ACTIVITY
I need the lines below from the one with "Read the first" down to the one with "re-enters boot failure recovery" reproduced exactly, both ends included, and nothing else.
════════════════
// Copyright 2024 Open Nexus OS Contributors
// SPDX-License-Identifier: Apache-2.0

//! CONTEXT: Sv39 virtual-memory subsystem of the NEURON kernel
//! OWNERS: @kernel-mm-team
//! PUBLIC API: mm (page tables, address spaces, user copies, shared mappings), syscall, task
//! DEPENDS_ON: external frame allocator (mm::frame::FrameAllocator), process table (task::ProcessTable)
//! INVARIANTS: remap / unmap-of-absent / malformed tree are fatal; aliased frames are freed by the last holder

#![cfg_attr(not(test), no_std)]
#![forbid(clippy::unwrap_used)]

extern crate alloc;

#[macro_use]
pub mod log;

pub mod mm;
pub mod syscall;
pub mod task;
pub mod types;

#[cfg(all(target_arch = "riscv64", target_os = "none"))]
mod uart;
════════════════
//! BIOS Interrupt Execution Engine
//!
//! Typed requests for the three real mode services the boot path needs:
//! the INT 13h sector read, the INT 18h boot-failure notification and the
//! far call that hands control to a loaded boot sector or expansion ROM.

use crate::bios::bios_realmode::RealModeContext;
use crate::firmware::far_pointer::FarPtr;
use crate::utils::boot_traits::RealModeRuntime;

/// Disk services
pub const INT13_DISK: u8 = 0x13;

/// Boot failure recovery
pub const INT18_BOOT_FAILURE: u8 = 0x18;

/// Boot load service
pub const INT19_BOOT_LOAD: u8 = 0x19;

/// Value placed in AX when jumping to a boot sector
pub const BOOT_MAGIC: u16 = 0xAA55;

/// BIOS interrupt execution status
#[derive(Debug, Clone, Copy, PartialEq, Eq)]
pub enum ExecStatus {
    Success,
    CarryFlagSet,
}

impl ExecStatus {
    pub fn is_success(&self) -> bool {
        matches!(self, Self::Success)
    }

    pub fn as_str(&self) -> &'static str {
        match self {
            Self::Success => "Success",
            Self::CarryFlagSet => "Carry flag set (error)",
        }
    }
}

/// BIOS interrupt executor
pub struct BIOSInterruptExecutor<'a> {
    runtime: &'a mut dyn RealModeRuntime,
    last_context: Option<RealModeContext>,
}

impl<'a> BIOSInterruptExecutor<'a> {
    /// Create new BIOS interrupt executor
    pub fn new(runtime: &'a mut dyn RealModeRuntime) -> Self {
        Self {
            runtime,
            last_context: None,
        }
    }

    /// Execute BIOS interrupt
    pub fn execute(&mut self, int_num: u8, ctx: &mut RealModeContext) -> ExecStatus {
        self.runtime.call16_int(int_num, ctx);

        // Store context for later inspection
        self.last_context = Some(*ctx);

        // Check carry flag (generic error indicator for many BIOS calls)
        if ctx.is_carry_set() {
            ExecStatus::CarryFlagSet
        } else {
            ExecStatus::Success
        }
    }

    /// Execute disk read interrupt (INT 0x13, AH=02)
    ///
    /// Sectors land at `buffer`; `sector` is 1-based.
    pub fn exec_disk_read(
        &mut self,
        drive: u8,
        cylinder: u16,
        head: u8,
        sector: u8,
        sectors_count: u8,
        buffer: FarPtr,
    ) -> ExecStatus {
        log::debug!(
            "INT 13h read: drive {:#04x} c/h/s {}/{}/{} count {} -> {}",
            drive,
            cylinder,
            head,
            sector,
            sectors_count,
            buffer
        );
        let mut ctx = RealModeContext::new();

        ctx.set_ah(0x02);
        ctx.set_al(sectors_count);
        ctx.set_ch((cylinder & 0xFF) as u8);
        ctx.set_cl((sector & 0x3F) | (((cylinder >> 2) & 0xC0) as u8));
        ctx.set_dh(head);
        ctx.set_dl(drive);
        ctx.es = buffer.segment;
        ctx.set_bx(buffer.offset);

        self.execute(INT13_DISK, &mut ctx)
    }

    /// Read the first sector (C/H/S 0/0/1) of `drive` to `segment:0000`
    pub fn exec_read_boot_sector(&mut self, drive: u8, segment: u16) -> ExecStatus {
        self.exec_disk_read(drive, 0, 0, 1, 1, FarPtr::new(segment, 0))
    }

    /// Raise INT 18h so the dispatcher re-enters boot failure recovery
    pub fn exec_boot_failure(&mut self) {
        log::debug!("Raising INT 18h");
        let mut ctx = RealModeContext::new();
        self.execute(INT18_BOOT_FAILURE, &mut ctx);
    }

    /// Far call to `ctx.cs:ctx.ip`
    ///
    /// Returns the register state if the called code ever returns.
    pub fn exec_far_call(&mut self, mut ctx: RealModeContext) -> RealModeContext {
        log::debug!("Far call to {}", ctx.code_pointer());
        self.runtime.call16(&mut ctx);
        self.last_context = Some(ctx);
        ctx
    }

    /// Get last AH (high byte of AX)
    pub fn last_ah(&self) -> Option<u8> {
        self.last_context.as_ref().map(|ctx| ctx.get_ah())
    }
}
════════════════
OUTPUT OF THE EXERCISE
    /// Read the first sector (C/H/S 0/0/1) of `drive` to `segment:0000`
    pub fn exec_read_boot_sector(&mut self, drive: u8, segment: u16) -> ExecStatus {
        self.exec_disk_read(drive, 0, 0, 1, 1, FarPtr::new(segment, 0))
    }

    /// Raise INT 18h so the dispatcher re-enters boot failure recovery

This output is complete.